«Ta frayeur, dit le hardi Zéphon, nous épargnera l'épreuve de ce que le moindre d'entre nous peut faire seul contre toi, méchant, et par conséquent faible.»

L'ennemi ne répliqua point, étouffant de rage; mais, comme un orgueilleux coursier dans ses freins, il marche la tête haute, rongeant son mors de fer: combattre ou fuir lui parut inutile; une crainte d'en haut avait dompté son cœur, non autrement étonné. Maintenant ils approchaient du point occidental où les gardes de demi-ronde s'étaient tout juste rencontrés, et réunis ils formaient un escadron attendant le prochain ordre.
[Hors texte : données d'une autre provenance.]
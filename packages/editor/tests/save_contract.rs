//! Debounce and save behaviour of an edit session, driven by virtual time

use mailframe_editor::{
    EditSession, EditorConfig, EditorError, FileStore, FoldOutcome, MemoryStore, PipelineState,
};
use mailframe_tree::{find_by_id, Direction, GlobalSettings, Node, Props, Registry};
use serde_json::json;
use std::sync::Arc;
use std::time::Duration;
use tokio::time::sleep;

fn email() -> Node {
    Node::new("root", "Container").with_children(vec![Node::new("s1", "Section").with_children(vec![
        Node::new("h1", "Heading").with_content("Hi"),
        Node::new("t1", "Text").with_content("body"),
    ])])
}

fn session_with(store: Arc<MemoryStore>, config: &EditorConfig) -> EditSession {
    EditSession::new(
        "test-client",
        email(),
        GlobalSettings::default(),
        Arc::new(Registry::standard()),
        store,
        config,
    )
}

fn content(root: &Node, id: &str) -> Option<String> {
    find_by_id(root, id).and_then(|n| n.content.clone())
}

#[tokio::test(start_paused = true)]
async fn test_flush_before_save_keeps_both_edits() {
    let store = Arc::new(MemoryStore::new());
    let session = session_with(store.clone(), &EditorConfig::default());

    // A lands in canonical through the timer
    session.edit_content("h1", "A").unwrap();
    sleep(Duration::from_millis(700)).await;
    assert_eq!(session.pipeline().version(), 1);
    assert_eq!(session.state(), PipelineState::Idle);

    // B is still inside the debounce window
    session.edit_content("t1", "B").unwrap();
    sleep(Duration::from_millis(200)).await;
    assert_eq!(session.state(), PipelineState::Pending);

    assert_eq!(
        session.pipeline().flush(),
        FoldOutcome::Committed { applied: 1, version: 2 }
    );
    let report = session.save().await.unwrap();
    assert_eq!(report.flushed, FoldOutcome::Noop);
    assert_eq!(report.version, 2);

    let saved = store.last().unwrap();
    assert_eq!(content(&saved.root, "h1").as_deref(), Some("A"));
    assert_eq!(content(&saved.root, "t1").as_deref(), Some("B"));

    // canonical equals what was saved, nothing left in the overlay
    assert_eq!(session.pipeline().pending_count(), 0);
    assert_eq!(*session.pipeline().snapshot_for_save().tree, saved.root);

    // the cancelled timer never fires a second fold
    sleep(Duration::from_secs(2)).await;
    assert_eq!(session.pipeline().version(), 2);
    assert!(!session.is_dirty());
}

#[tokio::test(start_paused = true)]
async fn test_save_inside_debounce_window_includes_pending_edit() {
    let store = Arc::new(MemoryStore::new());
    let session = session_with(store.clone(), &EditorConfig::default());

    session.edit_style("t1", "color", "#ff0000").unwrap();
    session.edit_content("t1", "draft").unwrap();
    let report = session.save().await.unwrap();

    assert_eq!(report.flushed, FoldOutcome::Committed { applied: 2, version: 1 });
    let saved = store.last().unwrap();
    let t1 = find_by_id(&saved.root, "t1").unwrap();
    assert_eq!(t1.content.as_deref(), Some("draft"));
    assert_eq!(t1.style().unwrap()["color"], "#ff0000");
}

#[tokio::test(start_paused = true)]
async fn test_timer_that_expired_before_flush_folds_once() {
    let session = session_with(Arc::new(MemoryStore::new()), &EditorConfig::default());
    let mut versions = session.subscribe();

    session.edit_content("h1", "A").unwrap();
    // deadline reached, but the timer task has not been polled yet
    tokio::time::advance(Duration::from_millis(500)).await;
    let flushed = session.pipeline().flush();
    tokio::task::yield_now().await;
    sleep(Duration::from_millis(10)).await;

    match flushed {
        FoldOutcome::Committed { applied: 1, version: 1 } | FoldOutcome::Noop => {}
        other => panic!("unexpected flush outcome {:?}", other),
    }
    assert_eq!(session.pipeline().version(), 1);
    assert_eq!(*versions.borrow_and_update(), 1);
}

fn onclick() -> Props {
    [("onclick".to_string(), json!("track()"))].into_iter().collect()
}

#[tokio::test(start_paused = true)]
async fn test_invalid_edit_does_not_take_valid_edits_down_on_save() {
    let store = Arc::new(MemoryStore::new());
    let session = session_with(store.clone(), &EditorConfig::default());

    session.edit_content("h1", "KEEP ME").unwrap();
    let err = session.edit_props("t1", onclick()).unwrap_err();
    assert!(matches!(err, EditorError::ValidationFailed(_)));
    assert_eq!(session.pipeline().pending_count(), 1);
    assert!(session.is_dirty());

    let report = session.save().await.unwrap();
    assert_eq!(report.flushed, FoldOutcome::Committed { applied: 1, version: 1 });
    let saved = store.last().unwrap();
    assert_eq!(content(&saved.root, "h1").as_deref(), Some("KEEP ME"));
    assert!(!find_by_id(&saved.root, "t1").unwrap().props.contains_key("onclick"));
    assert!(!session.is_dirty());
}

#[tokio::test(start_paused = true)]
async fn test_invalid_edit_inside_window_then_timer_fold() {
    let session = session_with(Arc::new(MemoryStore::new()), &EditorConfig::default());

    session.edit_content("h1", "A").unwrap();
    assert!(session.edit_props("t1", onclick()).is_err());
    sleep(Duration::from_millis(600)).await;

    assert_eq!(session.pipeline().last_fold(), Some(FoldOutcome::Committed { applied: 1, version: 1 }));
    assert_eq!(session.pipeline().rejected_folds(), 0);
    assert_eq!(content(&session.display_tree(), "h1").as_deref(), Some("A"));
}

#[tokio::test(start_paused = true)]
async fn test_structural_edit_after_refused_edit_keeps_pending_work() {
    let store = Arc::new(MemoryStore::new());
    let session = session_with(store.clone(), &EditorConfig::default());

    session.edit_content("h1", "A").unwrap();
    assert!(session.edit_props("t1", onclick()).is_err());

    let tree = session.move_node("t1", Direction::Up).unwrap();
    let section = &tree.children()[0];
    assert_eq!(section.children()[0].id, "t1");
    assert_eq!(content(&tree, "h1").as_deref(), Some("A"));
    assert_eq!(session.pipeline().version(), 2);
    assert!(session.is_dirty());

    session.save().await.unwrap();
    assert_eq!(store.last().unwrap().root, *tree);
    assert!(!session.is_dirty());
}

#[tokio::test(start_paused = true)]
async fn test_discard_then_save_stores_canonical() {
    let store = Arc::new(MemoryStore::new());
    let session = session_with(store.clone(), &EditorConfig::default());

    session.edit_content("h1", "throwaway").unwrap();
    assert!(session.is_dirty());
    assert_eq!(session.discard(), 1);
    assert!(!session.is_dirty());

    session.save().await.unwrap();
    assert_eq!(store.last().unwrap().root, email());
}

#[tokio::test(start_paused = true)]
async fn test_custom_debounce_window() {
    let config = EditorConfig {
        debounce_ms: 50,
        ..Default::default()
    };
    let session = session_with(Arc::new(MemoryStore::new()), &config);

    session.edit_content("h1", "quick").unwrap();
    sleep(Duration::from_millis(60)).await;
    assert_eq!(session.state(), PipelineState::Idle);
    assert_eq!(session.pipeline().version(), 1);
}

#[tokio::test(flavor = "multi_thread", worker_threads = 2)]
async fn test_flush_racing_real_timers_never_loses_edits() {
    let config = EditorConfig {
        debounce_ms: 2,
        ..Default::default()
    };
    let session = session_with(Arc::new(MemoryStore::new()), &config);

    for i in 0..50u64 {
        session.edit_content("t1", format!("v{}", i)).unwrap();
        sleep(Duration::from_millis(i % 4)).await;
        session.pipeline().flush();
    }

    let snapshot = session.pipeline().snapshot_for_save();
    assert_eq!(content(&snapshot.tree, "t1").as_deref(), Some("v49"));
    assert_eq!(snapshot.version, 50);
}

#[tokio::test]
async fn test_file_store_save_round_trip() {
    let dir = tempfile::tempdir().unwrap();
    let store = Arc::new(FileStore::new(dir.path().join("email.json")));
    let session = EditSession::new(
        "cli",
        email(),
        GlobalSettings::default(),
        Arc::new(Registry::standard()),
        store.clone(),
        &EditorConfig::default(),
    );

    session.edit_content("h1", "Saved heading").unwrap();
    let report = session.save().await.unwrap();
    assert!(report.stored_id.0.contains("email.json"));

    let loaded = store.load().await.unwrap();
    assert_eq!(content(&loaded.root, "h1").as_deref(), Some("Saved heading"));
    assert_eq!(loaded.settings, GlobalSettings::default());
}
Gabriel, leur chef, placé sur le front, leur crie:

«Amis, j'entends le bruit d'un pied agile qui se hâte par ce chemin, et à une lueur je discerne maintenant Ithuriel et Zéphon à travers l'ombre. Avec eux s'avance un troisième personnage d'un port de roi, mais d'une splendeur pâle et fanée: à sa démarche, et à sa farouche contenance, il paraît être le prince de l'enfer, qui probablement ne partira pas d'ici sans conteste: demeurez fermes, car son regard se couvre et nous défie.»

À peine a-t-il fini de parler, qu'Ithuriel et Zéphon le joignent, lui racontent brièvement qui ils amènent, où ils l'ont trouvé, comment occupé, sous quelle forme et dans quelle posture il était couché. Gabriel parla de la sorte avec un regard sévère:

«Pourquoi, Satan, as-tu franchi les limites prescrites à tes révoltes? Pourquoi viens-tu troubler dans leur emploi ceux qui ne veulent pas se révolter à ton exemple? Mais ils ont le pouvoir et le droit de te questionner sur ton entrée audacieuse dans ce lieu, où tu t'occupais, à ce qu'il semble, à violer le sommeil et à inquiéter ceux dont Dieu a placé la demeure ici dans la félicité.»

Satan répondit avec un sourcil méprisant:

«Gabriel, tu avais dans le ciel la réputation d'être sage, et je te tenais pour tel; mais la question que tu me fais me met en doute. Qu'il vive en enfer celui qui aime son supplice! Qui ne voudrait, s'il en trouvait le moyen, s'échapper de l'enfer, quoiqu'il y soit condamné? Toi-même tu le voudrais sans doute; tu t'aventurerais hardiment vers le lieu, quel qu'il fût, le plus éloigné de la douleur, où tu pusses espérer changer la peine en plaisir, et remplacer le plus tôt possible la souffrance par la joie; c'est ce que j'ai cherché dans ce lieu. Ce ne sera pas là une raison pour toi, qui ne connais que le bien, et n'a pas essayé le mal. M'objecteras-tu la volonté de celui qui nous enchaîna? Qu'il barricade plus sûrement ses portes de fer, s'il prétend nous retenir dans cette sombre géhenne! En voilà trop pour la question. Le reste est vrai: ils m'ont trouvé où ils le disent; mais cela n'implique ni violence ni tort.»

Il dit ainsi avec dédain. L'ange guerrier ému, moitié souriant avec mépris, lui répliqua:

«Ah! quelle perte a faite le ciel d'un juge pour juger ce qui est sage, depuis que Satan est tombé, renversé par sa folie! maintenant il revient échappé de sa prison, gravement en doute s'il doit tenir pour sages, ou non, ceux qui lui demandent quelle audace l'a conduit ici sans permission, hors des limites de l'enfer à lui prescrites; tant il juge sage de fuir la peine, n'importe comment, et de se dérober à son châtiment! Présomptueux, juge ainsi jusqu'à ce que la colère que tu as encourue en fuyant, rencontre sept fois ta fuite, et qu'à coup de fouet elle reconduise à l'enfer cette sagesse qui ne t'a pas encore appris qu'aucune peine ne peut égaler la colère infinie provoquée. Mais pourquoi es-tu seul? Pourquoi tout l'enfer déchaîné n'est-il pas venu avec toi? Le supplice est-il moins supplice pour tes compagnons? est-il moins à fuir, ou bien es-tu moins ferme qu'eux à l'endurer? Chef courageux! le premier à te soustraire aux tourments, si tu avais allégué à ton armée désertée par toi cette raison de fuite, certainement tu ne serais pas venu seul fugitif.»